Creating Sustainable Business through Social Intrapreneurism

By Professor David Grayson, The Doughty Centre for Corporate Responsibility, Cranfield School of Management

Creating Sustainable Business through Social Intrapreneurism

The world needs more change-makers: men and women who don’t just see things as they are, but who imagine things as they might be – and do something about it! This last few weeks, it felt as though another category of change-maker is starting to get real traction: the social intrapreneur.

Social Intrapreneurs are people within a large corporation who take direct initiative for innovations which address social or environmental challenges profitably. They come up with ideas to reduce costs, or enhance corporate value or find new business models whilst simultaneously tackling environmental and / or social problems. Typically, they are going against the grain and may be challenging their employers.

Social Intrapreneurs are people like Jo da Silva who has created Arup International Development as a consultancy arm providing expert technical advice and practical solutions to reduce poverty and improve human, economic and environmental health in developing countries, within the giant Arup engineering business; or James Inglesby in Unilever who the director of the Clean Team project, which set up a sanitation business (a portable toilet service) serving the urban poor of Ghana.

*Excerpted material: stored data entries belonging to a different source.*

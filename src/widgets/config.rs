use std::time::Duration;

use crate::error::{Error, Result};
use crate::geometry::RippleReach;
use crate::widgets::ToggleState;

/// Ripple radius at the start of the ripple, in dp
pub const RIPPLE_MIN_RADIUS_DP: f32 = 5.0;
/// Emit point distance from the center at the start of the burst, in dp
pub const EMIT_MIN_RADIUS_DP: f32 = 6.0;
/// Emit point distance from the center at the end of the burst, in dp
pub const EMIT_MAX_RADIUS_DP: f32 = 16.0;
/// Radius of a single emit point, in dp
pub const EMIT_POINT_RADIUS_DP: f32 = 1.0;

/// The preset widget flavours. They share one engine and differ only in
/// which tracks they register and which track settles the toggle.
#[derive(Debug, Clone, Copy, PartialEq, Eq, Default)]
pub enum Variant {
    /// Bordered vote button: icon jiggle plus a ripple fill from the icon.
    /// The icon motion settles the toggle.
    #[default]
    VoteButton,
    /// Borderless vote label: icon jiggle plus an emit-point burst.
    VoteText,
    /// Borderless like label: scale bounce plus an emit-point burst.
    LikeText,
    /// Plain ripple button: the ripple grows from the tap position and
    /// switching off is immediate.
    Ripple,
}

/// Icon motion presets
#[derive(Debug, Clone, Copy, PartialEq, Eq)]
pub enum IconMotion {
    /// Rotate 0→20→-20→0 while scaling up, then two scale bumps
    Jiggle,
    /// Scale-only bounce 1.0→1.2→1.0→1.1→1.0
    Bounce,
}

/// Keys of the icon track
#[derive(Debug, Clone, Copy, PartialEq, Eq)]
pub enum Motion {
    Activate,
    Deactivate,
}

/// Keys of the effect track
#[derive(Debug, Clone, Copy, PartialEq, Eq)]
pub enum Effect {
    Ripple,
    EmitPoints,
}

/// Which track's completion (or cancellation) settles an activation
#[derive(Debug, Clone, Copy, PartialEq, Eq)]
pub enum Driver {
    Icon,
    Effect,
}

/// Where the ripple grows from
#[derive(Debug, Clone, Copy, PartialEq, Eq)]
pub enum AnchorSource {
    /// The anchor supplied with the layout bounds
    Bounds,
    /// The position of the tap, falling back to the bounds anchor
    Tap,
}

impl Variant {
    pub fn activate_motion(self) -> Option<IconMotion> {
        match self {
            Variant::VoteButton | Variant::VoteText => Some(IconMotion::Jiggle),
            Variant::LikeText => Some(IconMotion::Bounce),
            Variant::Ripple => None,
        }
    }

    pub fn deactivate_motion(self) -> Option<IconMotion> {
        match self {
            Variant::Ripple => None,
            _ => Some(IconMotion::Bounce),
        }
    }

    pub fn effect(self) -> Option<Effect> {
        match self {
            Variant::VoteButton | Variant::Ripple => Some(Effect::Ripple),
            Variant::VoteText | Variant::LikeText => Some(Effect::EmitPoints),
        }
    }

    pub fn driver(self) -> Driver {
        match self {
            Variant::VoteButton => Driver::Icon,
            _ => Driver::Effect,
        }
    }

    pub fn ripple_reach(self) -> RippleReach {
        match self {
            Variant::Ripple => RippleReach::FarthestCorner,
            _ => RippleReach::TopRightCorner,
        }
    }

    pub fn anchor_source(self) -> AnchorSource {
        match self {
            Variant::Ripple => AnchorSource::Tap,
            _ => AnchorSource::Bounds,
        }
    }

    pub fn default_ripple_duration(self) -> Duration {
        match self {
            Variant::Ripple => Duration::from_millis(600),
            _ => Duration::from_millis(400),
        }
    }
}

/// Widget configuration.
///
/// ```ignore
/// let config = WidgetConfig::new(Variant::LikeText)
///     .initial_count(12)
///     .initial_state(ToggleState::Active)
///     .density(2.0);
/// ```
#[derive(Debug, Clone, PartialEq)]
pub struct WidgetConfig {
    pub variant: Variant,
    /// Taps are ignored while false
    pub enabled: bool,
    pub initial_count: i64,
    /// Must be `Idle` or `Active`
    pub initial_state: ToggleState,
    /// Pixels per density-independent pixel
    pub density: f32,
    /// Overrides the variant's ripple duration
    pub ripple_duration: Option<Duration>,
}

impl Default for WidgetConfig {
    fn default() -> Self {
        Self {
            variant: Variant::default(),
            enabled: true,
            initial_count: 0,
            initial_state: ToggleState::Idle,
            density: 1.0,
            ripple_duration: None,
        }
    }
}

impl WidgetConfig {
    pub fn new(variant: Variant) -> Self {
        Self {
            variant,
            ..Default::default()
        }
    }

    pub fn enabled(mut self, enabled: bool) -> Self {
        self.enabled = enabled;
        self
    }

    pub fn initial_count(mut self, count: i64) -> Self {
        self.initial_count = count;
        self
    }

    pub fn initial_state(mut self, state: ToggleState) -> Self {
        self.initial_state = state;
        self
    }

    pub fn density(mut self, density: f32) -> Self {
        self.density = density;
        self
    }

    pub fn ripple_duration(mut self, duration: Duration) -> Self {
        self.ripple_duration = Some(duration);
        self
    }

    pub fn validate(&self) -> Result<()> {
        if self.initial_count < 0 {
            return Err(Error::NegativeCount(self.initial_count));
        }
        if self.initial_state.is_transient() {
            return Err(Error::InvalidInitialState(self.initial_state));
        }
        if !self.density.is_finite() || self.density <= 0.0 {
            return Err(Error::InvalidDensity(self.density));
        }
        Ok(())
    }

    /// Convert density-independent pixels to whole pixels, rounding half up
    pub fn dp(&self, value: f32) -> f32 {
        (value * self.density + 0.5).floor()
    }

    pub fn effective_ripple_duration(&self) -> Duration {
        self.ripple_duration
            .unwrap_or_else(|| self.variant.default_ripple_duration())
    }
}

#[cfg(test)]
mod tests {
    use super::*;

    #[test]
    fn test_defaults_are_valid() {
        assert_eq!(WidgetConfig::default().validate(), Ok(()));
    }

    #[test]
    fn test_rejects_negative_count() {
        let config = WidgetConfig::default().initial_count(-3);
        assert_eq!(config.validate(), Err(Error::NegativeCount(-3)));
    }

    #[test]
    fn test_rejects_transient_state() {
        let config = WidgetConfig::default().initial_state(ToggleState::Activating);
        assert_eq!(
            config.validate(),
            Err(Error::InvalidInitialState(ToggleState::Activating))
        );
    }

    #[test]
    fn test_rejects_bad_density() {
        assert!(WidgetConfig::default().density(0.0).validate().is_err());
        assert!(WidgetConfig::default().density(f32::NAN).validate().is_err());
    }

    #[test]
    fn test_dp_rounding() {
        let config = WidgetConfig::default().density(1.5);
        assert_eq!(config.dp(5.0), 8.0);
        assert_eq!(config.dp(16.0), 24.0);
        assert_eq!(WidgetConfig::default().dp(6.0), 6.0);
    }

    #[test]
    fn test_ripple_duration() {
        assert_eq!(
            WidgetConfig::new(Variant::Ripple).effective_ripple_duration(),
            Duration::from_millis(600)
        );
        let custom = WidgetConfig::new(Variant::VoteButton).ripple_duration(Duration::from_millis(250));
        assert_eq!(custom.effective_ripple_duration(), Duration::from_millis(250));
    }

    #[test]
    fn test_variant_tracks() {
        assert_eq!(Variant::VoteButton.driver(), Driver::Icon);
        assert_eq!(Variant::LikeText.activate_motion(), Some(IconMotion::Bounce));
        assert_eq!(Variant::VoteText.effect(), Some(Effect::EmitPoints));
        assert_eq!(Variant::Ripple.deactivate_motion(), None);
        assert_eq!(Variant::Ripple.ripple_reach(), RippleReach::FarthestCorner);
    }
}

On April 9, a consortium of organisations led by Ashoka, Imaginals and Accenture, announced the results of the first global competition to find social Intrapreneurs: the League of Intrapreneurs.

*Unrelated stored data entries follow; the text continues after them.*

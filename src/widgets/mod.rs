pub mod button;
pub mod config;
pub mod motion;
pub mod render;
pub mod toggle;

pub use button::MagicButton;
pub use config::{Effect, IconMotion, Motion, Variant, WidgetConfig};
pub use render::{
    EmitPointsParams, IconHandle, IconSet, RenderParams, Renderer, RippleParams,
};
pub use toggle::{Marker, ToggleCore, ToggleListener, ToggleState};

On the same day, we at the Doughty Centre for Corporate Responsibility at the Cranfield School of Management, launched our latest research on social intrapreneurism – Creating Sustainable Business through Social Intrapreneurism – exploring the enabling environment inside companies in which social Intrapreneurs can thrive.

On the Friday, I rounded off my week with a visit to the annual Skoll World Forum on Social Enterprise at Oxford’s Said Business School, which featured a session on social intrapreneurism facilitated by the Aspen Institute’s Business and Society programme, which runs the First Movers initiative to develop the capacity of social Intrapreneurs.

Unlike social entrepreneurs, social Intrapreneurs, by definition, are working in and through large corporations. Like any entrepreneur, they can be disruptive and threatening to some people, and sometimes hard to manage. Yet the companies that can channel the energy and the drive and creativity of their “entrepreneurs within” will be tapping a vital, extra seam of ideas for new business opportunities. The best organisations already understand that not all their innovation is going to come from R&D centres and specialist New Business Development Units. They want every employee to be a virtual member of their R&D and Business Development teams!

So what are some of the things that seem to encourage social intrapreneurism?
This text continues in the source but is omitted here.